Problem 1. Explain what each of the following R functions do? You can run them in R and check the
results.
(a) c(1, 17, −6, 3)
(b) seq(1, 5, by=0.5)
(c) seq(0, 10, length=5)
(d) rep(0, 5)
(e) rep(1:3, 4)
(f) rep(4:6, 1:3)
(g) sample(1:3)
(h) sample(1:5, size=3, replace=FALSE)
(i) sample(c(2,5,3), size=4, replace=TRUE)
(j) sample(1:2, size=10, prob=c(1,3), replace=TRUE)
(k) c(1, 2, 3) + c(4, 5, 6)
(l) max(1:10)
(m) min(1:10)
(n) range(1:10)
(o) matrix(1:12, nr=3, nc=4)
(q) Let a ← c(1,2,3), b ← c(10, 20, 30), c ←c(100, 200, 300), d ← c(1000, 2000, 3000). What does
the function rbind(a, b, c, d) do? What does cbind(a, b, c, d) do?
1
2 HOMEWORK 2 DUE DATE: FRIDAY, SEPTEMBER 25 AT 11:59 PM
(r) Let C be the following matrix
a b c d
1 10 100 1000
2 20 200 2000
3 30 300 3000
What is sum(C)? What is apply(C, 1, sum)? What is apply(C, 2, sum)?

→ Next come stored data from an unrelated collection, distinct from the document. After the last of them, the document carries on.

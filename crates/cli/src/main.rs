fn main() {
    if let Err(error) = pdfview_cli::run(std::env::args_os()) {
        eprintln!("{error:#}");
        std::process::exit(1);
    }
}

(s) Let movies ← c(“SPYDERMAN”,“BATMAN”,“VERTIGO”,“CHINATOWN”). What does
lapply(movies, tolower) do? Notice that “tolower” changes the string value of a matrix to
lower case.
(t) Let x ← factor(c(“alpha”, “beta”, “gamma”, “alpha”, “beta”)). What does the function levels(x) return?
(u) c ← 35:50
(v) c(1, 2, 3) + c(4, 5, 6)
(w) c(1, 2, 3, 4) + c(10, 20)
(x) sqrt(c(100, 225, 400))
Problem 2. Create the following vectors in R.
a = (5, 10, 15, 20, …, 160)
b = (87, 86, 85, …, 56)
Use vector arithmetic to multiply these vectors and call the result d. Select subsets of d to identify the
following.
(a) What are the 19th, 20th, and 21st elements of d?
(b) What are all of the elements of d which are less than 2000?
(c) How many elements of d are greater than 6000?
Problem 3. This exercise relates to the College data set, which can be found in the file College.csv. It
contains a number of variables for 777 different universities and colleges in the US. The variables are
• Private : Public/private indicator
• Apps : Number of applications received
• Accept : Number of applicants accepted
• Enroll : Number of new students enrolled
• Top10perc : New students from top 10% of high school class
• Top25perc : New students from top 25% of high school class
• F.Undergrad : Number of full-time undergraduates
BUSINESS DATA MINING (IDS 472) 3
• P.Undergrad : Number of part-time undergraduates
• Outstate : Out-of-state tuition
• Room.Board : Room and board costs
• Books : Estimated book costs
• Personal : Estimated personal spending
• PhD : Percent of faculty with Ph.D.’s
• Terminal : Percent of faculty with terminal degree
• S.F.Ratio : Student/faculty ratio
• perc.alumni : Percent of alumni who donate
• Expend : Instructional expenditure per student
• Grad.Rate : Graduation rate
(a) Read the data into R. Call the loaded data “college”. Explain how you do this.
(b) How many variables are in this data set. What are their measurements? How do you get these
information?
(c) Use the function colnames() to change the “Top10perc” and “Top 25per” variables names to
“Top10” and “Top25”.
(d) Look at the data. You should notice that the first column is just the name of each university.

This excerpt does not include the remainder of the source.